Do you consider that the melancholy that many people find in your songs is a major part of your own personality or is it wrong to confuse Janis the artist with Janis the person?

Honestly, I have no idea. I think probably those people have never really listened to an entire album, and certainly not the recent ones, with things like My Autobiography on them. Or Married In London, up on my website for free download. I actually am quite funny, when I'm not living up to my reputation for depression.

It's well known that at a particular point in your life you decided that your sexuality was gay rather than 'straight' and that you now have a very happy relationship with a woman partner. Do you think that your music changed in any way with this change in your personal life, or would you (like me) consider that the subject matter of your songs is completely universal and it would be a mistake to categorise you as a lesbian or gay singer/songwriter?

I don't think one has anything to do with the other. I also don't think I "decided" on my gender preference. I've always thought a person can love either sex, and I have.

Is the community that has grown up around your website ( and its message-board as significant in your life as it obviously is in the lives of the other members?

Wow. That's a hard one. I think those members are very significant to me, as a human and as a performer. We were online very, very early; I had a website up and running in one form or another by early 1992. I envisioned it as a community, so it's really nice that it's become one.

Do you compare yourself to other artists or would you prefer to be thought of as a completely individual voice in the music world? What do you feel when you are bracketed with other singer/songwriters such as Leonard Cohen, Joni Mitchell, Dori Previn, Suzanne Vega etc.?

Honestly, I don't really care either way.

What do you think is special about the people who come to your concerts and buy your CDs? Are there any unifying characteristics that all Janis Ian fans share?

They're generally well-read and intelligent. That's my take, anyhow.

Would you like to say a few words about The Pearl Foundation?

Just that all my net merchandising money gets donated back to it every year. We've managed to raise $300,000 plus so far, which is amazing. And you can find more information at the Pearl Foundation website.

You have created your own independent recording company and have in the past been highly critical of the Recording Industry Association of America (RIAA). Would you recommend this path to anybody building a career in the music industry (at least in the US)?

That depends entirely on the kind of career you want. If you want a global career, with serious money being put into that career, you can't do it the way I'm doing it right now. Remember - I manage myself, run my publishing company and record company, and perform as well. It's a lot of load, and I wouldn't recommend it to a newbie. On the other hand, I own every aspect of myself, too, which is priceless.

You have recently started writing science fiction. Do you see this as a serious new career move or is it something you regard more as a hobby or sideline?

The nice thing about writing is that writing is writing, no matter what the form. If I had more time, I'd stay home and write prose, whatever the form.

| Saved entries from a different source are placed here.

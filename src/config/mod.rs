//! Configuration loading and validation
//!
//! Configuration is a TOML file describing the listing source, the WebDriver
//! endpoint, and output paths. It is parsed with serde and validated before
//! any scraping starts.

mod parser;
mod types;
mod validation;

pub use parser::load_config;
pub use types::{Config, FetcherConfig, ListingConfig, OutputConfig};
pub use validation::validate;
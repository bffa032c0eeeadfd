//! Pagination driver for the dealer listing
//!
//! This module contains the core scraping loop: it walks every page index,
//! pulls record fragments through the page fetcher, validates candidates,
//! and writes accepted records to the store.

mod driver;

pub use driver::{RunSummary, Scraper};

/// CSS selector for one dealer record on a listing page
pub const RECORD_SELECTOR: &str = ".dealer";

/// Selector for the dealer name inside a record fragment
pub const NAME_SELECTOR: &str = "h2";

/// Selector for the dealer address inside a record fragment
pub const ADDRESS_SELECTOR: &str = ".dealer-address";

/// Selector and attribute carrying the phone number
pub const PHONE_SELECTOR: &str = ".dealer-phone";
pub const PHONE_ATTR: &str = "data-title";

/// Selector and attribute carrying the website link
pub const WEBSITE_SELECTOR: &str = r#"a[title="Website"]"#;
pub const WEBSITE_ATTR: &str = "href";
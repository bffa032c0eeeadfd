//! Store trait and error types
//!
//! The trait exists so the pagination driver and exporter can run against an
//! in-memory store in tests instead of a file on disk.

use crate::store::DealerRecord;
use thiserror::Error;

/// Errors that can occur during store operations
///
/// Store errors are run-fatal: a store that cannot durably persist must not
/// silently continue accumulating unsaved work.
#[derive(Debug, Error)]
pub enum StoreError {
    #[error("SQLite error: {0}")]
    Sqlite(#[from] rusqlite::Error),

    #[error("Database error: {0}")]
    Database(String),
}

/// Result type for store operations
pub type StoreResult<T> = Result<T, StoreError>;

/// Trait for dealer store backends
pub trait DealerStore {
    /// Ensures a single empty dealers table exists
    ///
    /// Drops any pre-existing table of the same name first. Idempotent, and
    /// safe to call when the underlying file or table does not yet exist.
    fn reset(&mut self) -> StoreResult<()>;

    /// Appends one record as a durable row
    ///
    /// Every call commits before returning. Never updates or deletes; the
    /// store holds no uniqueness constraint, so duplicate rows across pages
    /// and runs are permitted.
    fn insert(&mut self, record: &DealerRecord) -> StoreResult<()>;

    /// Reads back all persisted records in insertion order
    fn read_all(&self) -> StoreResult<Vec<DealerRecord>>;

    /// Counts persisted records
    fn count(&self) -> StoreResult<u64>;
}
pub mod echonetlite;
pub mod error;
pub mod meter;
pub mod polling;
pub mod settings;
pub mod skstack;

pub use error::{Error, Result};
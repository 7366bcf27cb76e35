// SKSTACK/IPの応答パーサー
// SPDX-License-Identifier: MPL-2.0
// SPDX-FileCopyrightText: 2025 Akihiro Yamamoto <github.com/ak1211>
//
use crate::skstack::{self, SkRxD};
use nom::Parser;
use nom::branch::alt;
use nom::bytes::complete::{tag, take_till1, take_while_m_n};
use nom::character::complete::{char, hex_digit1, space0, space1};
use nom::combinator::{eof, map, map_res, opt, rest};
use nom::multi::{many0, separated_list1};
use nom::sequence::preceded;
use std::net::Ipv6Addr;

// 8ビット16進数(任意桁)
fn u8_hex_digit(input: &str) -> nom::IResult<&str, u8> {
    map_res(hex_digit1, |hexd| u8::from_str_radix(hexd, 16)).parse(input)
}

// 8ビット16進数(2桁固定)
fn u8_hex_digit2(input: &str) -> nom::IResult<&str, u8> {
    map_res(take_while_m_n(2, 2, |c: char| c.is_ascii_hexdigit()), |s| {
        u8::from_str_radix(s, 16)
    })
    .parse(input)
}

// 16ビット16進数(任意桁)
fn u16_hex_digit(input: &str) -> nom::IResult<&str, u16> {
    map_res(hex_digit1, |hexd| u16::from_str_radix(hexd, 16)).parse(input)
}

// 64ビット16進数(任意桁)
fn u64_hex_digit(input: &str) -> nom::IResult<&str, u64> {
    map_res(hex_digit1, |hexd| u64::from_str_radix(hexd, 16)).parse(input)
}

// 行末
fn eol(input: &str) -> nom::IResult<&str, ()> {
    map((space0, eof), |_| ()).parse(input)
}

// FAIL ERxx
fn rx_fail(input: &str) -> nom::IResult<&str, SkRxD> {
    let parser = (tag("FAIL ER"), u8_hex_digit2, eol);
    map(parser, |(_tag, code, _eol)| SkRxD::Fail(code)).parse(input)
}

// OK
fn rx_ok(input: &str) -> nom::IResult<&str, SkRxD> {
    map((tag("OK"), eol), |_| SkRxD::Ok).parse(input)
}

// Ipv6アドレス(FE80:0000:0000:0000:0000:0000:0000:0000)
fn ipv6addr(s: &str) -> nom::IResult<&str, Ipv6Addr> {
    let parser = separated_list1(tag(":"), hex_digit1);
    map_res(parser, |xs: Vec<&str>| xs.join(":").parse::<Ipv6Addr>()).parse(s)
}

// EVENT xx [FE80:0000:0000:0000:0000:0000:0000:0000] [yy]
fn rx_event(s: &str) -> nom::IResult<&str, SkRxD> {
    let (s, _) = tag("EVENT").parse(s)?;
    let (s, _) = space1.parse(s)?;
    let (s, code) = u8_hex_digit.parse(s)?;
    let (s, sender) = opt(preceded(space1, ipv6addr)).parse(s)?;
    let (s, param) = opt(preceded(space1, u8_hex_digit)).parse(s)?;
    let (s, _) = eol.parse(s)?;
    Ok((
        s,
        SkRxD::Event(skstack::Event {
            code,
            sender,
            param,
        }),
    ))
}

// "  Channel:21" などEPANDESCの各行
fn rx_pandesc_field(s: &str) -> nom::IResult<&str, SkRxD> {
    let (s, _) = space1.parse(s)?;
    let (s, key) = take_till1(|c: char| c == ':').parse(s)?;
    let (s, _) = char(':').parse(s)?;
    let (s, value) = rest.parse(s)?;
    Ok((
        s,
        SkRxD::PanDescField(skstack::PanDescField {
            key: key.trim().to_string(),
            value: value.trim().to_string(),
        }),
    ))
}

// ERXUDP
fn rx_erxudp(s: &str) -> nom::IResult<&str, SkRxD> {
    //
    let (s, _) = tag("ERXUDP").parse(s)?;
    let (s, _) = space1.parse(s)?;
    // 送信元アドレス
    let (s, sender) = ipv6addr.parse(s)?;
    let (s, _) = space1.parse(s)?;
    // 送信先アドレス
    let (s, destination) = ipv6addr.parse(s)?;
    let (s, _) = space1.parse(s)?;
    // 送信元ポート番号
    let (s, sender_port) = u16_hex_digit.parse(s)?;
    let (s, _) = space1.parse(s)?;
    // 送信先ポート番号
    let (s, destination_port) = u16_hex_digit.parse(s)?;
    let (s, _) = space1.parse(s)?;
    // 送信元のMAC層アドレス
    let (s, senderlla) = u64_hex_digit.parse(s)?;
    let (s, _) = space1.parse(s)?;
    // 暗号化あり/なし
    let (s, secured) = u8_hex_digit.parse(s)?;
    let (s, _) = space1.parse(s)?;
    // 受信したデータの長さ
    let (s, datalen) = u16_hex_digit.parse(s)?;
    let (s, _) = space1.parse(s)?;
    // 受信データ(テキスト)
    let (s, data) = many0(u8_hex_digit2).parse(s)?;
    //
    let (s, _) = eol.parse(s)?;

    Ok((
        s,
        SkRxD::Erxudp(skstack::Erxudp {
            sender,
            destination,
            sender_port,
            destination_port,
            senderlla,
            secured,
            datalen,
            data,
        }),
    ))
}

/// CRLFを取り除いた1行を解析する
pub fn parse_rxd(line: &str) -> SkRxD {
    let parsed = alt((
        // 以下のどれか
        map(eol, |_| SkRxD::Void), // 空行
        rx_ok,                     // OK
        rx_fail,                   // FAIL
        rx_event,                  // EVENT
        rx_erxudp,                 // ERXUDP
        rx_pandesc_field,          // EPANDESCの各行
    ))
    .parse(line);

    match parsed {
        Ok((_s, rxd)) => rxd,
        Err(e) => {
            tracing::trace!(target:"parser","{:?}", e);
            SkRxD::Text(line.to_string())
        }
    }
}

#[test]
fn test1() {
    assert_eq!(parse_rxd(""), SkRxD::Void);

    assert_eq!(parse_rxd(" "), SkRxD::Void);

    assert_eq!(parse_rxd("OK"), SkRxD::Ok);

    assert_eq!(parse_rxd("FAIL ER10"), SkRxD::Fail(16));

    assert_eq!(
        parse_rxd("EVER 1.2.10"),
        SkRxD::Text("EVER 1.2.10".to_string())
    );

    assert_eq!(u64_hex_digit("FF00").unwrap(), ("", 0xff00));
}

#[test]
fn test2() {
    let sender = "FE80:0000:0000:0000:0000:0000:0000:0000";

    assert_eq!(
        parse_rxd(&format!("EVENT 02 {}", sender)),
        SkRxD::Event(skstack::Event {
            code: 2,
            sender: Some(sender.parse().unwrap()),
            param: None,
        })
    );

    assert_eq!(
        parse_rxd(&format!("EVENT 21 {} 02", sender)),
        SkRxD::Event(skstack::Event {
            code: 33,
            sender: Some(sender.parse().unwrap()),
            param: Some(2),
        })
    );

    assert_eq!(
        parse_rxd("EVENT 21"),
        SkRxD::Event(skstack::Event {
            code: 0x21,
            sender: None,
            param: None,
        })
    );

    assert_eq!(
        parse_rxd("EVENT 21 01"),
        SkRxD::Event(skstack::Event {
            code: 0x21,
            sender: None,
            param: Some(1),
        })
    );
}

#[test]
fn test3() {
    let sender: Ipv6Addr = "FE80:0001:0002:0003:0004:0005:0006:0007".parse().unwrap();
    let destination: Ipv6Addr = "FE80:0008:0009:000a:000b:000c:000d:000e".parse().unwrap();
    let senderlla = 0x1234_5678_9abc_0000u64;
    let datalen = 16;
    let data = "000102030405060708090A0B0C0D0E0F";
    let erxudp = format!(
        "ERXUDP {} {} 0E1A 0E1A {:X} 1 {:04X} {}",
        sender.segments().map(|n| format!("{:04X}", n)).join(":"),
        destination
            .segments()
            .map(|n| format!("{:04X}", n))
            .join(":"),
        senderlla,
        datalen,
        data
    );

    assert_eq!(
        parse_rxd(&erxudp),
        SkRxD::Erxudp(skstack::Erxudp {
            sender,
            destination,
            sender_port: 0x0E1A,
            destination_port: 0x0E1A,
            senderlla,
            secured: 1,
            datalen,
            data: vec!(0, 1, 2, 3, 4, 5, 6, 7, 8, 9, 10, 11, 12, 13, 14, 15),
        })
    );

    // 受信データが奇数桁
    assert!(matches!(
        parse_rxd(&format!("{}0", erxudp)),
        SkRxD::Text(_)
    ));
}

#[test]
fn test4() {
    let epandesc = [
        ("  Channel:3B", "Channel", "3B"),
        ("  Channel Page:09", "Channel Page", "09"),
        ("  Pan ID:ABCD", "Pan ID", "ABCD"),
        ("  Addr:12345678ABCDABCD", "Addr", "12345678ABCDABCD"),
        ("  LQI:84", "LQI", "84"),
        ("  PairID:1234ABCD", "PairID", "1234ABCD"),
    ];

    for (line, key, value) in epandesc {
        assert_eq!(
            parse_rxd(line),
            SkRxD::PanDescField(skstack::PanDescField {
                key: key.to_string(),
                value: value.to_string(),
            })
        );
    }

    assert_eq!(parse_rxd("EPANDESC"), SkRxD::Text("EPANDESC".to_string()));
}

Is there a particular reason why you have chosen this moment in your life to write your autobiography?

It was a good excuse to stay home for a year, frankly. And because I was so young, I think I probably have a very different take on the times than my "contemporaries", who are always 7-15 years older than me.

What do you feel about the power that many of your songs exercise over people, often driving them to tears and reaching down to emotional layers that nothing else touches? To what do you attribute this gift?

It's a gift. That's all I know. I respect it and I'm grateful for it.